[Assignment]: Provide the number of lines below containing the word "position", without any other words.

[[ Source data open ]]

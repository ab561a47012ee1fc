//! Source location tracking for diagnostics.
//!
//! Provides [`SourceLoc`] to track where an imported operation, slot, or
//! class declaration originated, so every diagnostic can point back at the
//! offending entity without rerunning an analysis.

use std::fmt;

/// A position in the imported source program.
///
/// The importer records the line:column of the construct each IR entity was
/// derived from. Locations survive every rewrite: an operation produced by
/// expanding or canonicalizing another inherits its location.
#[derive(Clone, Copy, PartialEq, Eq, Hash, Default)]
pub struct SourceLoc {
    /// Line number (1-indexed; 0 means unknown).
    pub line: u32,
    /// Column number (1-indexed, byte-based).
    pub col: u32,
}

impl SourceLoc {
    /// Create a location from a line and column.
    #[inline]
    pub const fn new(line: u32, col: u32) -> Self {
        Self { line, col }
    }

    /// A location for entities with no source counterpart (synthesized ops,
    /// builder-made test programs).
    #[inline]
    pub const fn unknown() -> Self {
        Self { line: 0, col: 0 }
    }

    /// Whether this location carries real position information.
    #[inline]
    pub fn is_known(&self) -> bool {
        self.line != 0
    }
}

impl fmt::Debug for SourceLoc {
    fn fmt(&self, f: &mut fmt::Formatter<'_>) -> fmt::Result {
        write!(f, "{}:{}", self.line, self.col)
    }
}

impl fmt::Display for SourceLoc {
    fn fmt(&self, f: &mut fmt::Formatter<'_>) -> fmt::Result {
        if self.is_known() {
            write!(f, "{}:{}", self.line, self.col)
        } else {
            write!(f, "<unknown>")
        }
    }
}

[[ Source data closed ]]
[[ Source data open ]]

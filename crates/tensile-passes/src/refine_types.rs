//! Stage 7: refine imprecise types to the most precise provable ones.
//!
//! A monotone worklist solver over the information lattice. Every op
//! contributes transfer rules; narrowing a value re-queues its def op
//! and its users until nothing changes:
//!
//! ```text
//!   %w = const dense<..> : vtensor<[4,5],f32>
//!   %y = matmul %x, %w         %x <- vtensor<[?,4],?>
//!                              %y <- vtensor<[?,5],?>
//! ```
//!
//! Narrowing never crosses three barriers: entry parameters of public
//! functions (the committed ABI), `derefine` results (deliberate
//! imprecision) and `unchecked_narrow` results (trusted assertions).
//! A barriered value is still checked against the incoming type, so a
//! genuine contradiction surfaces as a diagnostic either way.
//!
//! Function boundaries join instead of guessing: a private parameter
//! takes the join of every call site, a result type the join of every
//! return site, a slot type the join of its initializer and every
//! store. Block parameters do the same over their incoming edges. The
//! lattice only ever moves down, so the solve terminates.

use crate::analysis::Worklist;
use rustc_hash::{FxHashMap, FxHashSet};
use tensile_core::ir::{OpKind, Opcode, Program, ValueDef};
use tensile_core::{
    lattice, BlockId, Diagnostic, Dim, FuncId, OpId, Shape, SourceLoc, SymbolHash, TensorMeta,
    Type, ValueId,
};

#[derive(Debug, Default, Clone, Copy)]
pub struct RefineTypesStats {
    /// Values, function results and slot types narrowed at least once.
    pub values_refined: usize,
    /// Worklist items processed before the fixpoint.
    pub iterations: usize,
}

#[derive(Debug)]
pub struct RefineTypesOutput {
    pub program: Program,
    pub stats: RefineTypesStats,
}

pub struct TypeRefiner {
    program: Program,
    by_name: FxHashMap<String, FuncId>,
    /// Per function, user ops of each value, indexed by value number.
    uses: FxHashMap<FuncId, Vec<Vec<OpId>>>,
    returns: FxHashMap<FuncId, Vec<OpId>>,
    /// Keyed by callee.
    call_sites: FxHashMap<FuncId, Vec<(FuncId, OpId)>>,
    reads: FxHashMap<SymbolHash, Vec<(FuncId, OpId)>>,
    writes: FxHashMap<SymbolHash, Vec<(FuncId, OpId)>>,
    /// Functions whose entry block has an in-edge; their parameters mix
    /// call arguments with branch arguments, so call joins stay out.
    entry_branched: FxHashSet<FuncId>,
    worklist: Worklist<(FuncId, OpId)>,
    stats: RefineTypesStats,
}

[[ Source data closed ]]

[Expected answer]: 2